• **Problem statement**
Exactly the lines from the opening of the records through the line containing "spectrum since the" should be copied, with both included.

Dataset entries:
------------

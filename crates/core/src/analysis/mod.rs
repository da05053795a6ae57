use std::{f32::consts::PI, fmt, sync::Arc};

use realfft::{num_complex::Complex32, RealFftPlanner, RealToComplex};
use serde::{Deserialize, Serialize};

use crate::{CameliaError, Result, Song};

pub const WINDOW_SIZE: usize = 1024;
pub const HOP_SIZE: usize = 512;

const MIN_TEMPO_BPM: f32 = 60.0;
const MAX_TEMPO_BPM: f32 = 200.0;

/// Summary of the analysis metadata accumulated so far.
#[derive(Debug, Clone, Serialize, Deserialize, Default)]
pub struct AnalysisSummary {
    pub sample_rate: u32,
    pub channels: u16,
    pub tempo_bpm: Option<f32>,
    pub duration_seconds: Option<f32>,
    pub peak_rms: f32,
}

/// Representation of the feature set for a single analysis window.
#[derive(Debug, Clone, Default, Serialize, Deserialize)]
pub struct AnalysisFrame {
    /// Centre of the window in seconds.
    pub time: f32,
    pub rms: f32,
    /// Half-wave rectified increase of the magnitude spectrum since the
    /// previous window. Peaks mark note onsets.
    pub spectral_flux: f32,
}

/// Streaming onset analyser. Samples are buffered and analysed in
/// overlapping Hann windows of [`WINDOW_SIZE`] samples every [`HOP_SIZE`]
/// samples; the tempo is read from the periodicity of the onset envelope.
pub struct AnalysisEngine {
    sample_rate: u32,
    pending: Vec<f32>,
    consumed_samples: usize,
    total_samples: usize,
    frames: Vec<AnalysisFrame>,
    previous_magnitudes: Vec<f32>,
    hann: Vec<f32>,
    fft: FftResources,
}

impl AnalysisEngine {
    pub fn new(sample_rate: u32) -> Result<Self> {
        if sample_rate == 0 {
            return Err(CameliaError::invalid("analysis sample rate must be non-zero"));
        }

        let mut planner = RealFftPlanner::<f32>::new();
        let plan = planner.plan_fft_forward(WINDOW_SIZE);
        let fft = FftResources {
            scratch: plan.make_scratch_vec(),
            spectrum: plan.make_output_vec(),
            input: plan.make_input_vec(),
            plan,
        };

        Ok(Self {
            sample_rate,
            pending: Vec::with_capacity(WINDOW_SIZE * 2),
            consumed_samples: 0,
            total_samples: 0,
            frames: Vec::new(),
            previous_magnitudes: vec![0.0; WINDOW_SIZE / 2 + 1],
            hann: (0..WINDOW_SIZE).map(|i| hann_value(i, WINDOW_SIZE)).collect(),
            fft,
        })
    }

    pub fn sample_rate(&self) -> u32 {
        self.sample_rate
    }

    /// Returns all recorded frames.
    pub fn frames(&self) -> &[AnalysisFrame] {
        &self.frames
    }

    /// Consumes mono samples, analysing every complete window.
    pub fn push_samples(&mut self, samples: &[f32]) -> Result<()> {
        self.pending.extend_from_slice(samples);
        self.total_samples += samples.len();

        let mut offset = 0;
        while self.pending.len() - offset >= WINDOW_SIZE {
            let frame = self.analyse_window(offset)?;
            self.frames.push(frame);
            offset += HOP_SIZE;
        }

        self.pending.drain(..offset);
        self.consumed_samples += offset;
        Ok(())
    }

    /// Returns metadata collected so far about the analysed stream.
    pub fn summary(&self) -> AnalysisSummary {
        let duration = self.total_samples as f32 / self.sample_rate as f32;
        AnalysisSummary {
            sample_rate: self.sample_rate,
            channels: 1,
            tempo_bpm: self.estimate_tempo(),
            duration_seconds: (self.total_samples > 0).then_some(duration),
            peak_rms: self.frames.iter().map(|f| f.rms).fold(0.0, f32::max),
        }
    }

    /// Estimates the tempo from the autocorrelation of the onset envelope.
    /// Returns `None` when the envelope carries no periodic onsets.
    pub fn estimate_tempo(&self) -> Option<f32> {
        let envelope: Vec<f32> = self.frames.iter().map(|f| f.spectral_flux).collect();
        let frame_rate = self.sample_rate as f32 / HOP_SIZE as f32;

        let min_lag = ((frame_rate * 60.0 / MAX_TEMPO_BPM).floor() as usize).max(1);
        let max_lag = ((frame_rate * 60.0 / MIN_TEMPO_BPM).ceil() as usize)
            .min(envelope.len().saturating_sub(1));
        if min_lag >= max_lag {
            return None;
        }

        let mut best_lag = min_lag;
        let mut best_score = autocorrelation(&envelope, min_lag);
        for lag in min_lag + 1..=max_lag {
            let score = autocorrelation(&envelope, lag);
            if score > best_score {
                best_lag = lag;
                best_score = score;
            }
        }
        if best_score <= f32::EPSILON {
            return None;
        }

        let before = autocorrelation(&envelope, best_lag - 1);
        let after = autocorrelation(&envelope, best_lag + 1);
        let denom = before - 2.0 * best_score + after;
        let shift = if denom.abs() > f32::EPSILON {
            (0.5 * (before - after) / denom).clamp(-0.5, 0.5)
        } else {
            0.0
        };

        let lag = best_lag as f32 + shift;
        Some(60.0 * frame_rate / lag)
    }

    fn analyse_window(&mut self, offset: usize) -> Result<AnalysisFrame> {
        let window = &self.pending[offset..offset + WINDOW_SIZE];
        let rms = compute_rms(window);

        for (index, value) in window.iter().enumerate() {
            self.fft.input[index] = *value * self.hann[index];
        }

        self.fft
            .plan
            .process_with_scratch(
                &mut self.fft.input,
                &mut self.fft.spectrum,
                &mut self.fft.scratch,
            )
            .map_err(|e| CameliaError::msg(format!("spectrum computation failed: {e}")))?;

        let mut flux = 0.0;
        for (bin, previous) in self
            .fft
            .spectrum
            .iter()
            .zip(self.previous_magnitudes.iter_mut())
        {
            let magnitude = bin.norm();
            flux += (magnitude - *previous).max(0.0);
            *previous = magnitude;
        }

        let centre = self.consumed_samples + offset + WINDOW_SIZE / 2;
        Ok(AnalysisFrame {
            time: centre as f32 / self.sample_rate as f32,
            rms,
            spectral_flux: flux,
        })
    }
}

/// Runs the onset analysis over a whole song.
pub fn analyze_song(song: &Song) -> Result<AnalysisSummary> {
    let mut engine = AnalysisEngine::new(song.sample_rate())?;
    engine.push_samples(&song.mono())?;

    let summary = AnalysisSummary {
        channels: song.channels(),
        ..engine.summary()
    };
    tracing::debug!(
        tempo = ?summary.tempo_bpm,
        frames = engine.frames().len(),
        "song analysed"
    );
    Ok(summary)
}

struct FftResources {
    plan: Arc<dyn RealToComplex<f32>>,
    scratch: Vec<Complex32>,
    spectrum: Vec<Complex32>,
    input: Vec<f32>,
}

impl fmt::Debug for AnalysisEngine {
    fn fmt(&self, f: &mut fmt::Formatter<'_>) -> fmt::Result {
        f.debug_struct("AnalysisEngine")
            .field("sample_rate", &self.sample_rate)
            .field("pending", &self.pending.len())
            .field("total_samples", &self.total_samples)
            .field("frames", &self.frames.len())
            .finish()
    }
}

fn autocorrelation(envelope: &[f32], lag: usize) -> f32 {
    if lag >= envelope.len() {
        return 0.0;
    }
    envelope
        .iter()
        .zip(&envelope[lag..])
        .map(|(a, b)| a * b)
        .sum()
}

fn compute_rms(samples: &[f32]) -> f32 {
    let sum: f32 = samples.iter().map(|sample| sample * sample).sum();
    (sum / samples.len() as f32).sqrt()
}

fn hann_value(index: usize, len: usize) -> f32 {
    if len <= 1 {
        return 1.0;
    }

    0.5 - 0.5 * ((2.0 * PI * index as f32) / (len as f32 - 1.0)).cos()
}

#[cfg(test)]
mod tests {
    use super::*;

    // 24576 Hz with a 512 hop gives 48 analysis frames per second, so a
    // 120 BPM click lands exactly every 24 frames.
    const CLICK_RATE: u32 = 24_576;

    fn click_track(sample_rate: u32, bpm: f32, seconds: f32) -> Vec<f32> {
        let len = (sample_rate as f32 * seconds) as usize;
        let period = (sample_rate as f32 * 60.0 / bpm) as usize;
        let mut samples = vec![0.0; len];
        let mut start = period;
        while start + 64 < len {
            for sample in &mut samples[start..start + 64] {
                *sample = 1.0;
            }
            start += period;
        }
        samples
    }

    #[test]
    fn silence_has_no_tempo() {
        let mut engine = AnalysisEngine::new(CLICK_RATE).unwrap();
        engine.push_samples(&vec![0.0; CLICK_RATE as usize * 4]).unwrap();

        let summary = engine.summary();
        assert!(summary.tempo_bpm.is_none());
        assert_eq!(summary.peak_rms, 0.0);
        assert!((summary.duration_seconds.unwrap() - 4.0).abs() < 1e-4);
    }

    #[test]
    fn detects_click_track_tempo() {
        let mut engine = AnalysisEngine::new(CLICK_RATE).unwrap();
        engine
            .push_samples(&click_track(CLICK_RATE, 120.0, 10.0))
            .unwrap();

        let tempo = engine.estimate_tempo().expect("tempo should be detected");
        assert!((tempo - 120.0).abs() < 1.0, "detected {tempo}");
    }

    #[test]
    fn streaming_matches_single_push() {
        let samples = click_track(CLICK_RATE, 120.0, 3.0);
        let mut whole = AnalysisEngine::new(CLICK_RATE).unwrap();
        whole.push_samples(&samples).unwrap();

        let mut chunked = AnalysisEngine::new(CLICK_RATE).unwrap();
        for chunk in samples.chunks(700) {
            chunked.push_samples(chunk).unwrap();
        }

        assert_eq!(whole.frames().len(), chunked.frames().len());
        let last_whole = whole.frames().last().unwrap();
        let last_chunked = chunked.frames().last().unwrap();
        assert_eq!(last_whole.time, last_chunked.time);
    }

    #[test]
    fn frames_are_spaced_by_hop() {
        let mut engine = AnalysisEngine::new(CLICK_RATE).unwrap();
        engine.push_samples(&vec![0.1; WINDOW_SIZE + HOP_SIZE]).unwrap();

        let frames = engine.frames();
        assert_eq!(frames.len(), 2);
        let spacing = frames[1].time - frames[0].time;
        assert!((spacing - HOP_SIZE as f32 / CLICK_RATE as f32).abs() < 1e-6);
    }

    #[test]
    fn analyses_stereo_song() {
        let mono = click_track(CLICK_RATE, 120.0, 6.0);
        let stereo: Vec<f32> = mono.iter().flat_map(|s| [*s, *s]).collect();
        let song = Song::new(stereo, CLICK_RATE, 2).unwrap();

        let summary = analyze_song(&song).unwrap();
        assert_eq!(summary.channels, 2);
        assert!((summary.duration_seconds.unwrap() - 6.0).abs() < 1e-3);
        assert!((summary.tempo_bpm.unwrap() - 120.0).abs() < 1.0);
    }
}
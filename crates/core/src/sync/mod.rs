//! Tempo alignment between a looping clip and the song.
//!
//! A clip with tempo `video_bpm` is sped up (or slowed down) so that
//! `loops` of its native loops last exactly one musical beat grid step:
//! `speed_factor * video_bpm * loops == music_bpm`.

use serde::{Deserialize, Serialize};

use crate::{CameliaError, Result};

const LOOP_EPSILON: f64 = 1e-9;

/// Seconds per beat at `bpm`.
pub fn beat_duration(bpm: f64) -> f64 {
    60.0 / bpm
}

/// Tempo of a clip that is a single perfect loop: `round(60 / duration)`.
pub fn infer_video_bpm(duration: f64) -> Result<f64> {
    ensure_positive("clip duration", duration)?;
    let bpm = (60.0 / duration).round();
    if bpm < 1.0 {
        return Err(CameliaError::invalid(format!(
            "cannot infer a tempo for a {duration:.3}s clip; pass its video BPM explicitly"
        )));
    }
    Ok(bpm)
}

/// Number of clip loops that fit in one music beat. Always at least 1.
pub fn loop_count(music_bpm: f64, video_bpm: f64, optimize_loop: bool) -> u32 {
    if !optimize_loop {
        return 1;
    }
    ((music_bpm / video_bpm).floor() as u32).max(1)
}

pub fn speed_factor(music_bpm: f64, video_bpm: f64, loops: u32) -> f64 {
    music_bpm / (video_bpm * loops as f64)
}

/// Drops any partial trailing loop. Clips shorter than one loop are kept
/// whole. Truncating an already truncated duration is a no-op.
pub fn truncate_to_loops(duration: f64, loop_duration: f64) -> f64 {
    let whole = (duration / loop_duration + LOOP_EPSILON).floor();
    if whole < 1.0 {
        duration
    } else {
        whole * loop_duration
    }
}

/// Outcome of aligning one clip to the song tempo.
#[derive(Debug, Clone, Copy, PartialEq, Serialize, Deserialize)]
pub struct BpmSync {
    pub music_bpm: f64,
    pub video_bpm: f64,
    /// `true` when `video_bpm` was derived from the clip duration.
    pub inferred: bool,
    pub loops: u32,
    pub speed_factor: f64,
    /// Native length of one loop, before the speed change.
    pub loop_duration: f64,
    /// Source seconds kept after dropping the partial trailing loop.
    pub truncated_duration: f64,
}

impl BpmSync {
    pub fn compute(
        music_bpm: f64,
        video_bpm: Option<f64>,
        clip_duration: f64,
        optimize_loop: bool,
    ) -> Result<Self> {
        ensure_positive("music BPM", music_bpm)?;
        ensure_positive("clip duration", clip_duration)?;

        let (video_bpm, inferred, loop_duration, truncated_duration) = match video_bpm {
            Some(bpm) => {
                ensure_positive("video BPM", bpm)?;
                let loop_duration = beat_duration(bpm);
                if clip_duration + LOOP_EPSILON < loop_duration {
                    return Err(CameliaError::invalid(format!(
                        "clip of {clip_duration:.3}s is shorter than one beat at {bpm} BPM"
                    )));
                }
                let truncated = truncate_to_loops(clip_duration, loop_duration);
                (bpm, false, loop_duration, truncated)
            }
            None => (infer_video_bpm(clip_duration)?, true, clip_duration, clip_duration),
        };

        let loops = loop_count(music_bpm, video_bpm, optimize_loop);
        let sync = Self {
            music_bpm,
            video_bpm,
            inferred,
            loops,
            speed_factor: speed_factor(music_bpm, video_bpm, loops),
            loop_duration,
            truncated_duration,
        };
        tracing::debug!(
            music_bpm,
            video_bpm,
            inferred,
            loops,
            speed_factor = sync.speed_factor,
            truncated_duration,
            "computed bpm sync"
        );
        Ok(sync)
    }

    /// Length of the truncated clip once played at `speed_factor`.
    pub fn synced_duration(&self) -> f64 {
        self.truncated_duration / self.speed_factor
    }
}

fn ensure_positive(what: &str, value: f64) -> Result<()> {
    if value.is_finite() && value > 0.0 {
        Ok(())
    } else {
        Err(CameliaError::invalid(format!(
            "{what} must be a positive number, got {value}"
        )))
    }
}
use std::{fmt, path::Path, path::PathBuf, str::FromStr};

use serde::{Deserialize, Serialize};
use serde_json::error::Category;

use crate::{CameliaError, ColorMask, OutputSettings, Result, TextTiming};

/// Output frame dimensions in pixels.
#[derive(Debug, Clone, Copy, PartialEq, Eq, Serialize, Deserialize)]
pub struct FrameSize {
    pub width: u32,
    pub height: u32,
}

impl FrameSize {
    pub fn new(width: u32, height: u32) -> Self {
        Self { width, height }
    }
}

/// Platforms with a known, optimised frame size.
#[derive(Debug, Clone, Copy, PartialEq, Eq, Default, Serialize, Deserialize)]
#[serde(rename_all = "snake_case", try_from = "String")]
pub enum Platform {
    #[default]
    Instagram,
    Story,
    Youtube,
    Twitter,
}

impl Platform {
    pub const ALL: [Platform; 4] = [
        Platform::Instagram,
        Platform::Story,
        Platform::Youtube,
        Platform::Twitter,
    ];

    pub fn frame_size(self) -> FrameSize {
        match self {
            Platform::Instagram => FrameSize::new(1080, 1080),
            Platform::Story => FrameSize::new(1080, 1920),
            Platform::Youtube => FrameSize::new(1920, 1080),
            Platform::Twitter => FrameSize::new(1280, 720),
        }
    }

    pub fn name(self) -> &'static str {
        match self {
            Platform::Instagram => "instagram",
            Platform::Story => "story",
            Platform::Youtube => "youtube",
            Platform::Twitter => "twitter",
        }
    }
}

impl fmt::Display for Platform {
    fn fmt(&self, f: &mut fmt::Formatter<'_>) -> fmt::Result {
        f.write_str(self.name())
    }
}

impl FromStr for Platform {
    type Err = CameliaError;

    fn from_str(value: &str) -> Result<Self> {
        Platform::ALL
            .into_iter()
            .find(|platform| platform.name() == value)
            .ok_or_else(|| CameliaError::invalid(format!("the platform `{value}` does not exist")))
    }
}

impl TryFrom<String> for Platform {
    type Error = CameliaError;

    fn try_from(value: String) -> Result<Self> {
        value.parse()
    }
}

/// Colour and font used to draw one label.
#[derive(Debug, Clone, PartialEq, Eq, Serialize, Deserialize)]
pub struct TextStyle {
    pub color: String,
    pub font: String,
}

impl TextStyle {
    fn new(color: &str, font: &str) -> Self {
        Self {
            color: color.to_string(),
            font: font.to_string(),
        }
    }
}

/// Styles for the artist and track labels of a preset.
#[derive(Debug, Clone, PartialEq, Eq)]
pub struct LabelStyles {
    pub artist: TextStyle,
    pub track: TextStyle,
}

/// Named graphic charts for the text overlays.
#[derive(Debug, Clone, Copy, PartialEq, Eq, Default, Serialize, Deserialize)]
#[serde(rename_all = "snake_case", try_from = "String")]
pub enum TextPreset {
    #[default]
    Fancy,
    Minimal,
    Neon,
}

impl TextPreset {
    pub const ALL: [TextPreset; 3] = [TextPreset::Fancy, TextPreset::Minimal, TextPreset::Neon];

    pub fn styles(self) -> LabelStyles {
        match self {
            TextPreset::Fancy => LabelStyles {
                artist: TextStyle::new("white", "Helvetica"),
                track: TextStyle::new("white", "Helvetica-Bold"),
            },
            TextPreset::Minimal => LabelStyles {
                artist: TextStyle::new("white", "DejaVu Sans"),
                track: TextStyle::new("white", "DejaVu Sans"),
            },
            TextPreset::Neon => LabelStyles {
                artist: TextStyle::new("cyan", "DejaVu Sans Bold"),
                track: TextStyle::new("magenta", "DejaVu Sans Bold"),
            },
        }
    }

    pub fn name(self) -> &'static str {
        match self {
            TextPreset::Fancy => "fancy",
            TextPreset::Minimal => "minimal",
            TextPreset::Neon => "neon",
        }
    }
}

impl fmt::Display for TextPreset {
    fn fmt(&self, f: &mut fmt::Formatter<'_>) -> fmt::Result {
        f.write_str(self.name())
    }
}

impl FromStr for TextPreset {
    type Err = CameliaError;

    fn from_str(value: &str) -> Result<Self> {
        TextPreset::ALL
            .into_iter()
            .find(|preset| preset.name() == value)
            .ok_or_else(|| {
                CameliaError::invalid(format!("the text preset `{value}` does not exist"))
            })
    }
}

impl TryFrom<String> for TextPreset {
    type Error = CameliaError;

    fn try_from(value: String) -> Result<Self> {
        value.parse()
    }
}

/// Look and timing settings shared by every layer of a render job.
#[derive(Debug, Clone, Serialize, Deserialize)]
#[serde(default)]
pub struct VideoConfig {
    pub platform: Platform,
    pub fps: u32,
    pub text_preset: TextPreset,
    pub text_timing: TextTiming,
    /// Label width as a proportion of the frame width.
    pub text_width_prop: f64,
    /// Side of the square-cropped main clip as a proportion of the
    /// shortest frame side.
    pub square_prop: f64,
    /// Seconds of crossfade at each loop boundary. A negative value also
    /// starts the main clip ahead of the drop by `crossfade * loop length`.
    pub crossfade: f64,
    pub optimize_loop: bool,
    pub watermark: bool,
    pub watermark_text: String,
}

impl Default for VideoConfig {
    fn default() -> Self {
        Self {
            platform: Platform::default(),
            fps: 30,
            text_preset: TextPreset::default(),
            text_timing: TextTiming::default(),
            text_width_prop: 0.5,
            square_prop: 1.0,
            crossfade: 0.0,
            optimize_loop: true,
            watermark: false,
            watermark_text: "camelia".to_string(),
        }
    }
}

impl VideoConfig {
    pub fn frame_size(&self) -> FrameSize {
        self.platform.frame_size()
    }

    pub fn validate(&self) -> Result<()> {
        if self.fps == 0 {
            return Err(CameliaError::invalid("fps must be non-zero"));
        }
        if !(self.text_width_prop > 0.0 && self.text_width_prop <= 1.0) {
            return Err(CameliaError::invalid(
                "text width proportion must be in (0, 1]",
            ));
        }
        if !(self.square_prop > 0.0 && self.square_prop <= 1.0) {
            return Err(CameliaError::invalid("square proportion must be in (0, 1]"));
        }
        if !self.crossfade.is_finite() {
            return Err(CameliaError::invalid("crossfade must be finite"));
        }
        Ok(())
    }
}

/// The main looping clip of a job.
#[derive(Debug, Clone, Serialize, Deserialize)]
pub struct MainClipSpec {
    pub path: PathBuf,
    /// Tempo of the footage. When absent the clip is treated as a single
    /// perfect loop and its tempo is inferred from its duration.
    #[serde(default)]
    pub video_bpm: Option<f64>,
    #[serde(default)]
    pub mask: Option<ColorMask>,
}

/// A clip looped behind the main clip.
#[derive(Debug, Clone, Serialize, Deserialize)]
pub struct BackgroundSpec {
    pub path: PathBuf,
    #[serde(default)]
    pub sync: bool,
}

/// Complete description of one render, loadable from a JSON file.
#[derive(Debug, Clone, Serialize, Deserialize)]
pub struct RenderJob {
    pub audio: PathBuf,
    #[serde(default)]
    pub music_bpm: Option<f64>,
    pub main_clip: MainClipSpec,
    #[serde(default)]
    pub backgrounds: Vec<BackgroundSpec>,
    pub artist: String,
    pub track: String,
    #[serde(default)]
    pub drop_beats: Option<u32>,
    #[serde(default)]
    pub cut: Option<f64>,
    #[serde(default)]
    pub video: VideoConfig,
    pub output: OutputSettings,
}

impl RenderJob {
    /// Parses a job. Well-formed JSON carrying an unknown mode, a missing
    /// field or a value of the wrong type is an `InvalidArgument`.
    pub fn from_json_str(json: &str) -> Result<Self> {
        let job: RenderJob = serde_json::from_str(json).map_err(|err| match err.classify() {
            Category::Data => CameliaError::invalid(format!("invalid render job: {err}")),
            _ => CameliaError::Json(err),
        })?;
        job.video.validate()?;
        Ok(job)
    }

    pub fn from_json_file(path: &Path) -> Result<Self> {
        let json = std::fs::read_to_string(path)?;
        Self::from_json_str(&json)
    }
}

#[cfg(test)]
mod tests {
    use super::*;

    #[test]
    fn platforms_map_to_frame_sizes() {
        assert_eq!(Platform::Instagram.frame_size(), FrameSize::new(1080, 1080));
        assert_eq!(Platform::Story.frame_size(), FrameSize::new(1080, 1920));
        assert_eq!("youtube".parse::<Platform>().unwrap(), Platform::Youtube);
    }

    #[test]
    fn unknown_platform_is_invalid_argument() {
        let err = "myspace".parse::<Platform>().unwrap_err();
        assert!(matches!(err, CameliaError::InvalidArgument(_)));
    }

    #[test]
    fn fancy_preset_uses_bold_track_font() {
        let styles = TextPreset::Fancy.styles();
        assert_eq!(styles.artist.font, "Helvetica");
        assert_eq!(styles.track.font, "Helvetica-Bold");
        assert_eq!(styles.track.color, "white");
        assert_eq!("neon".parse::<TextPreset>().unwrap(), TextPreset::Neon);
    }

    #[test]
    fn default_config_is_valid() {
        let config = VideoConfig::default();
        config.validate().unwrap();
        assert!(config.optimize_loop);
        assert_eq!(config.frame_size(), FrameSize::new(1080, 1080));
    }

    #[test]
    fn rejects_out_of_range_proportions() {
        let config = VideoConfig {
            square_prop: 1.5,
            ..Default::default()
        };
        assert!(config.validate().is_err());
    }

    #[test]
    fn parses_minimal_job_with_defaults() {
        let job = RenderJob::from_json_str(
            r#"{
                "audio": "assets/chiptune.mp3",
                "music_bpm": 95.5,
                "main_clip": { "path": "assets/loops/loop.mp4" },
                "backgrounds": [{ "path": "assets/loops/boreal_static.gif", "sync": true }],
                "artist": "Tices",
                "track": "Chiptune",
                "drop_beats": 4,
                "cut": 10.0,
                "video": { "crossfade": 0.5, "optimize_loop": false },
                "output": { "path": "results/test.mp4" }
            }"#,
        )
        .unwrap();

        assert_eq!(job.music_bpm, Some(95.5));
        assert_eq!(job.drop_beats, Some(4));
        assert!(job.main_clip.video_bpm.is_none());
        assert!(job.backgrounds[0].sync);
        assert!(!job.video.optimize_loop);
        assert_eq!(job.video.fps, 30);
        assert_eq!(job.video.text_timing, TextTiming::BeforeDrop);
        assert_eq!(job.output.codec, "libx264");
        assert_eq!(job.output.audio_codec, "aac");
    }

    #[test]
    fn rejects_unknown_timing_mode_in_job() {
        let err = RenderJob::from_json_str(
            r#"{
                "audio": "a.mp3",
                "main_clip": { "path": "loop.mp4" },
                "artist": "A",
                "track": "B",
                "video": { "text_timing": "sideways" },
                "output": { "path": "out.mp4" }
            }"#,
        )
        .unwrap_err();
        assert!(matches!(err, CameliaError::InvalidArgument(_)));
        assert!(err.to_string().contains("the text timing mode `sideways` does not exist"));
    }

    #[test]
    fn rejects_unknown_platform_and_preset_in_job() {
        for video in [r#"{ "platform": "myspace" }"#, r#"{ "text_preset": "gothic" }"#] {
            let json = format!(
                r#"{{
                    "audio": "a.mp3",
                    "main_clip": {{ "path": "loop.mp4" }},
                    "artist": "A",
                    "track": "B",
                    "video": {video},
                    "output": {{ "path": "out.mp4" }}
                }}"#
            );
            let err = RenderJob::from_json_str(&json).unwrap_err();
            assert!(matches!(err, CameliaError::InvalidArgument(_)), "{err}");
        }
    }

    #[test]
    fn named_modes_round_trip_through_json() {
        let config = VideoConfig {
            platform: Platform::Story,
            text_preset: TextPreset::Neon,
            text_timing: TextTiming::Full,
            ..Default::default()
        };
        let json = serde_json::to_string(&config).unwrap();
        assert!(json.contains(r#""platform":"story""#));
        let back: VideoConfig = serde_json::from_str(&json).unwrap();
        assert_eq!(back.platform, Platform::Story);
        assert_eq!(back.text_preset, TextPreset::Neon);
        assert_eq!(back.text_timing, TextTiming::Full);
    }

    #[test]
    fn malformed_json_stays_a_json_error() {
        let err = RenderJob::from_json_str("{ not json").unwrap_err();
        assert!(matches!(err, CameliaError::Json(_)));
    }
}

------------

• **Response to the exercise**
filename crates/core/src/analysis/mod.rs
repository da05053795a6ae57
use std::{f32::consts::PI, fmt, sync::Arc};

use realfft::{num_complex::Complex32, RealFftPlanner, RealToComplex};
use serde::{Deserialize, Serialize};

use crate::{CameliaError, Result, Song};

pub const WINDOW_SIZE: usize = 1024;
pub const HOP_SIZE: usize = 512;

const MIN_TEMPO_BPM: f32 = 60.0;
const MAX_TEMPO_BPM: f32 = 200.0;

/// Summary of the analysis metadata accumulated so far.
#[derive(Debug, Clone, Serialize, Deserialize, Default)]
pub struct AnalysisSummary {
    pub sample_rate: u32,
    pub channels: u16,
    pub tempo_bpm: Option<f32>,
    pub duration_seconds: Option<f32>,
    pub peak_rms: f32,
}

/// Representation of the feature set for a single analysis window.
#[derive(Debug, Clone, Default, Serialize, Deserialize)]
pub struct AnalysisFrame {
    /// Centre of the window in seconds.
    pub time: f32,
    pub rms: f32,
    /// Half-wave rectified increase of the magnitude spectrum since the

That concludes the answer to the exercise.